The Life of a Roll of Film


kodak_ultramax_iso400_01-e1345789904101Photo from: http://digitaldreamer.com.au/kodak-offload-film-commercial-scanner-kiosk-divisions/

 

For most of us who grew up from the 1950’s up to 1995 are familiar with camera film. Film cameras insured that we were limited in our shot and that the shots we were taking were accurate, set to the correct exposure, our model was ready and so forth because once the shot was taken, there were no second chances. The shot was final, no going back and deleting the image and starting over. Roll of film was expensive and making a mistake was costly in the long run. After taking the photo we would have to develop the film in a darkroom with a host of technics and chemicals, something that the current generation will never experience nor appreciate the difficulty in the task of developing a photo, cropping, zooming etc., in a darkroom under a red light.

Below is a story that was written when I was in high school. In photography class we were taught how to take photos and develop our film in a darkroom, part of the assignment was to write out the steps in the development process of a roll of film. I surmised that most of the class would create a list or chart of various sorts regarding the process, so I decided to do something different, I wrote about the life of film, specifically the Tri-X 400 Kodak life and experience. Enjoy the story below.

THE LIFE OF TRI-X 400

Hello, for those of you who are unaware I am Tri-X 400—Kodak Film. Not long ago I was in the warm confinements of my film case, in a beautiful camera viewing and recording some of natures most beautiful scenes…until I ran out of room!
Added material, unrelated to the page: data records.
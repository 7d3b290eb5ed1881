/// Environment variable holding the database file path.
const SQLITE_PATH_ENV: &str = "SQLITE_PATH";
/// Database file used when [`SQLITE_PATH_ENV`] is unset.
const DEFAULT_SQLITE_PATH: &str = "floppy.db";

/// Runtime configuration describing where the SQLite database lives.
#[derive(Debug, Clone)]
pub struct SqliteConfig {
    /// Filesystem path, or `:memory:` for a private in-memory database.
    pub path: String,
}

impl SqliteConfig {
    /// Database file at `path`.
    pub fn new(path: impl Into<String>) -> Self {
        Self { path: path.into() }
    }

    /// Ephemeral database that disappears with the connection.
    pub fn in_memory() -> Self {
        Self::new(":memory:")
    }

    /// Build a configuration from [`SQLITE_PATH_ENV`], falling back to [`DEFAULT_SQLITE_PATH`].
    pub fn from_env() -> Self {
        let path = std::env::var(SQLITE_PATH_ENV)
            .ok()
            .filter(|value| !value.trim().is_empty())
            .unwrap_or_else(|| DEFAULT_SQLITE_PATH.to_owned());
        Self::new(path)
    }
}
use std::time::Duration;

use mongodb::{Client, Database, bson::doc, options::ClientOptions};
use tokio::time::sleep;
use tracing::debug;

use super::error::{MongoDaoError, MongoResult};

struct RetryPolicy;

impl RetryPolicy {
    const MAX_ATTEMPTS: u32 = 5;
    const INITIAL_DELAY_MS: u64 = 250;

    fn initial_delay() -> Duration {
        Duration::from_millis(Self::INITIAL_DELAY_MS)
    }

    fn next_delay(current: Duration) -> Duration {
        (current * 2).min(Duration::from_secs(5))
    }
}

/// Build a client and wait until the server answers a ping.
pub async fn establish_connection(
    options: &ClientOptions,
    database_name: &str,
) -> MongoResult<(Client, Database)> {
    let client = Client::with_options(options.clone())
        .map_err(|source| MongoDaoError::ClientConstruction { source })?;
    let database = client.database(database_name);

    let mut attempts = 0;
    let mut delay = RetryPolicy::initial_delay();

    loop {
        match database.run_command(doc! { "ping": 1 }).await {
            Ok(_) => break,
            Err(err) => {
                attempts += 1;
                if attempts >= RetryPolicy::MAX_ATTEMPTS {
                    return Err(MongoDaoError::InitialPing {
                        attempts,
                        source: err,
                    });
                }
                debug!(attempts, error = %err, "MongoDB ping failed; retrying");
                sleep(delay).await;
                delay = RetryPolicy::next_delay(delay);
            }
        }
    }

    Ok((client, database))
}
/// OpenAPI documentation generation.
pub mod documentation;
/// Saving and loading shared game configs.
pub mod game_service;
/// Health check service.
pub mod health_service;
/// Server-side re-simulation of recorded runs.
pub mod replay_service;
/// Background storage connection and degraded-mode tracking.
pub mod storage_supervisor;
mod config;
mod error;
mod models;
mod store;

pub use config::SqliteConfig;
pub use error::SqliteDaoError;
pub use store::SqliteGameStore;

use crate::dao::storage::StorageError;

impl From<SqliteDaoError> for StorageError {
    fn from(err: SqliteDaoError) -> Self {
        match err {
            SqliteDaoError::Decode { id, source } => StorageError::Corrupt {
                id,
                message: source.to_string(),
            },
            other => StorageError::unavailable(other.to_string(), other),
        }
    }
}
Some hours later, a metal monster stripped off my warm cozy shell, I was than forced out and forced to wrap around a cold metal wheel, which I learned is called a reel. Once I was loaded on this reel, I was thrown into a light-tight metal can. Before I realized it I was overwhelmed by eight ounces of some sort of chemical.  The human called it D-76, this chemical was a cold 65 degrees, okay maybe not cold for you but for me, I was freezing!! As I soaked in the chemical a strange thing began to happen, the images I had recorded slowly began developing. Waiting and hoping for an end, I never imagined it would get worst…but it did! The human agitated this metal can I was in, flipping me from one side to the other for thirty seconds, than every ten seconds every minute for the next nine minutes. This was a long, slow and a excruciating process.

I could hear the human preparing something he called a rinse and a fixer. He was pretty concerned with the temperature being exactly 65 degrees, just like the D-76.  After the nine minutes or so, I can’t quite recall how long I was trapped, the D-76 was dumped back into its bottle. I breathed a sigh of relief for a moment believing I was safe, but I was quickly reminded about the rinse and fixer. I was overwhelmed by water—which amazingly caused the development process of my images to cease. The rinse lasted thirty seconds, this happened three times and the water was washed over me. Once again I was submerged in toxic chemicals, this was the fixer. This human stated, either to me or someone else, “this will stop the film from being sensitive to light.”  This human has prevented my film from being over exposed by sunlight or any light for that fact.  This fixer wash lasted about seven minutes to which at the end of the wash I was provided another wild ride, agitated from left to right for ten seconds—lasting a horrifying ten minutes.  And if that wasn’t enough, this human would slam the canister onto the table, confidently stating to someone, “this will cause any and every air pocket to disappear.”

Can you believe this guy! Not only is he torturing me but he’s trying to kill me! He’s trying to remove every bit of air I have…aaarrrgghhh. After the fixer, he empties it back into its bottle and given another eight ounces of water—again at 65 degrees. This was the most difficult experience for me thus far. I was filled with water and agitated five times and emptied. He mimics this task twenty times, yes, you heard me, twenty times I went through this process. This torture lasted forever, each agitation had to be done slowly.

I’m not sure how long I was inside being agitated, I blacked out a few times, however, I was eventually release from my cell. I wrongly believed my hell was over but I was wrong.  I was dumped into something called photo flo for thirty seconds.  This photo flo liquid wasn’t so bad; it caused the excess water to slide off of me, This smooth chemical prevented any stains from appearing on me.  After thirty seconds of a soothing bath this human carried me to something called the squeegee, apparently it is designed to remove the photo flo liquid and make me dry.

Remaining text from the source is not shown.